Source:HM Treasury| 28-11-2022
Assessment Changes

Basis of assessment changing

Forthcoming ‘basis of assessment’ reforms will change the way trading income is allocated to tax years for the self-employed. The changes will affect sole traders and partnerships that use an accounting date between 6 April and 30 March. There is no change to the rule for companies.

The reforms will change the basis period from a ‘current year basis’ to a ‘tax year basis’. Under the current rules there can be overlapping basis periods, which charge tax on profits twice and generate corresponding ‘overlap relief’ which is usually given on cessation of the business. The new method of using a ‘tax year basis’ will remove the basis period rules and prevents the creation of further overlap relief.

The new rules will come into effect in the 2024-25 tax year with 2023-24 being a transitional year. During the transitional year, all businesses’ basis periods will be aligned to the tax year and all outstanding overlap relief can be used against profits for that tax year.

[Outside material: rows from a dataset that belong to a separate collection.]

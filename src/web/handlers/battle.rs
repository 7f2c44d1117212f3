//! Battle lifecycle handlers.

use axum::{extract::State, http::StatusCode, Json};
use serde::Serialize;
use uuid::Uuid;

use crate::battle::{ObserverSnapshot, StartRequest};
use crate::web::error::WebError;
use crate::web::state::WebAppState;

/// Response for a started battle.
#[derive(Debug, Serialize)]
pub struct StartBattleResponse {
    pub battle_id: Uuid,
}

/// Full protocol log of the current (or last) battle.
#[derive(Debug, Serialize)]
pub struct ProtocolLogResponse {
    pub battle_id: Uuid,
    pub log: Vec<String>,
}

/// Response for a forced end.
#[derive(Debug, Serialize)]
pub struct EndBattleResponse {
    pub battle_id: Uuid,
    pub ended: bool,
}

/// Start a battle between two agents.
pub async fn start_battle(
    State(state): State<WebAppState>,
    Json(request): Json<StartRequest>,
) -> Result<(StatusCode, Json<StartBattleResponse>), WebError> {
    let battle_id = state.gate().start(request).await?;
    Ok((StatusCode::CREATED, Json(StartBattleResponse { battle_id })))
}

/// Snapshot of the current battle, or an idle snapshot.
pub async fn get_battle(State(state): State<WebAppState>) -> Json<ObserverSnapshot> {
    Json(state.gate().status())
}

/// Protocol log of the current session.
pub async fn get_battle_log(
    State(state): State<WebAppState>,
) -> Result<Json<ProtocolLogResponse>, WebError> {
    let (battle_id, log) = state
        .gate()
        .protocol_log()
        .ok_or_else(|| WebError::NotFound("No battle session".to_string()))?;
    Ok(Json(ProtocolLogResponse { battle_id, log }))
}

/// Force the running battle to end in a tie.
pub async fn end_battle(
    State(state): State<WebAppState>,
) -> Result<Json<EndBattleResponse>, WebError> {
    let battle_id = state.gate().force_end().await?;
    Ok(Json(EndBattleResponse {
        battle_id,
        ended: true,
    }))
}
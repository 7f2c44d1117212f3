//! Decision requests supplied by the engine, and the commands that answer them

use std::fmt;

use serde::{Deserialize, Serialize};

/// A move slot offered in an active-choice request
#[derive(Debug, Clone, PartialEq, Eq, Serialize, Deserialize)]
pub struct MoveOption {
    pub name: String,
    #[serde(default)]
    pub disabled: bool,
}

impl MoveOption {
    pub fn new(name: impl Into<String>) -> Self {
        Self {
            name: name.into(),
            disabled: false,
        }
    }

    pub fn disabled(mut self) -> Self {
        self.disabled = true;
        self
    }
}

/// A member of the side's roster, in roster order
#[derive(Debug, Clone, PartialEq, Eq, Serialize, Deserialize)]
pub struct RosterMember {
    pub species: String,
    #[serde(default)]
    pub fainted: bool,
    #[serde(default)]
    pub active: bool,
}

impl RosterMember {
    pub fn new(species: impl Into<String>) -> Self {
        Self {
            species: species.into(),
            fainted: false,
            active: false,
        }
    }

    pub fn active(mut self) -> Self {
        self.active = true;
        self
    }

    pub fn fainted(mut self) -> Self {
        self.fainted = true;
        self
    }

    /// Can this member be switched in right now
    pub fn is_switch_target(&self) -> bool {
        !self.fainted && !self.active
    }
}

/// One unit of required input for a side.
///
/// `Wait` means the opponent is still choosing; it never produces a command.
#[derive(Debug, Clone, PartialEq, Eq, Serialize, Deserialize)]
#[serde(tag = "kind", rename_all = "snake_case")]
pub enum SideRequest {
    ActiveChoice {
        moves: Vec<MoveOption>,
        trapped: bool,
        roster: Vec<RosterMember>,
    },
    ForcedSwitch {
        roster: Vec<RosterMember>,
    },
    TeamPreview {
        roster: Vec<RosterMember>,
    },
    Wait,
}

impl SideRequest {
    /// Whether this request requires the side to act
    pub fn is_actionable(&self) -> bool {
        !matches!(self, SideRequest::Wait)
    }

    /// Read-only constraints for the interpreter, or `None` for `Wait`
    pub fn constraints(&self) -> Option<ChoiceConstraints> {
        match self {
            SideRequest::ActiveChoice {
                moves,
                trapped,
                roster,
            } => Some(ChoiceConstraints {
                kind: ChoiceKind::Active,
                moves: moves.clone(),
                trapped: *trapped,
                roster: roster.clone(),
            }),
            SideRequest::ForcedSwitch { roster } => Some(ChoiceConstraints {
                kind: ChoiceKind::ForcedSwitch,
                moves: Vec::new(),
                trapped: false,
                roster: roster.clone(),
            }),
            SideRequest::TeamPreview { roster } => Some(ChoiceConstraints {
                kind: ChoiceKind::TeamPreview,
                moves: Vec::new(),
                trapped: false,
                roster: roster.clone(),
            }),
            SideRequest::Wait => None,
        }
    }

    pub fn kind_name(&self) -> &'static str {
        match self {
            SideRequest::ActiveChoice { .. } => "active_choice",
            SideRequest::ForcedSwitch { .. } => "forced_switch",
            SideRequest::TeamPreview { .. } => "team_preview",
            SideRequest::Wait => "wait",
        }
    }
}

#[derive(Debug, Clone, Copy, PartialEq, Eq)]
pub enum ChoiceKind {
    Active,
    ForcedSwitch,
    TeamPreview,
}

/// What the engine allows for one actionable request
#[derive(Debug, Clone, PartialEq, Eq)]
pub struct ChoiceConstraints {
    pub kind: ChoiceKind,
    pub moves: Vec<MoveOption>,
    pub trapped: bool,
    pub roster: Vec<RosterMember>,
}

impl ChoiceConstraints {
    /// Check a 1-based move slot
    pub fn move_allowed(&self, slot: usize) -> bool {
        self.kind == ChoiceKind::Active
            && slot >= 1
            && self.moves.get(slot - 1).is_some_and(|m| !m.disabled)
    }

    /// Check a 1-based roster slot as a switch target
    pub fn switch_allowed(&self, slot: usize) -> bool {
        let can_switch = match self.kind {
            ChoiceKind::Active => !self.trapped,
            ChoiceKind::ForcedSwitch => true,
            ChoiceKind::TeamPreview => false,
        };
        can_switch
            && slot >= 1
            && self
                .roster
                .get(slot - 1)
                .is_some_and(RosterMember::is_switch_target)
    }

    /// The complete legal action set, in a stable order
    pub fn legal_commands(&self) -> Vec<Command> {
        let mut legal = Vec::new();
        match self.kind {
            ChoiceKind::TeamPreview => legal.push(Command::Default),
            ChoiceKind::Active | ChoiceKind::ForcedSwitch => {
                for slot in 1..=self.moves.len() {
                    if self.move_allowed(slot) {
                        legal.push(Command::Move(slot as u8));
                    }
                }
                for slot in 1..=self.roster.len() {
                    if self.switch_allowed(slot) {
                        legal.push(Command::Switch(slot as u8));
                    }
                }
            }
        }
        legal
    }
}

/// Canonical command submitted to the engine
#[derive(Debug, Clone, PartialEq, Eq, Hash)]
pub enum Command {
    /// 1-based move slot
    Move(u8),
    /// 1-based roster slot
    Switch(u8),
    /// Team-preview lead order, digits verbatim
    Team(String),
    Default,
    Pass,
}

impl fmt::Display for Command {
    fn fmt(&self, f: &mut fmt::Formatter<'_>) -> fmt::Result {
        match self {
            Command::Move(slot) => write!(f, "move {}", slot),
            Command::Switch(slot) => write!(f, "switch {}", slot),
            Command::Team(order) => write!(f, "team {}", order),
            Command::Default => f.write_str("default"),
            Command::Pass => f.write_str("pass"),
        }
    }
}

impl Serialize for Command {
    fn serialize<S: serde::Serializer>(&self, serializer: S) -> Result<S::Ok, S::Error> {
        serializer.collect_str(self)
    }
}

Affected businesses in 2023-24 will be assessed on the tax for profits for the:

  • 12-month accounting period they have previously been using; and
  • for the rest of the 2023-24 tax year — minus any overlap relief that may be due — spread over the next 5 tax years.

The changes do not affect sole traders and partnerships who already draw up annual accounts to a date between 31 March and 5 April.

Affected businesses should ensure they are prepared for the changes as there may be cashflow implications.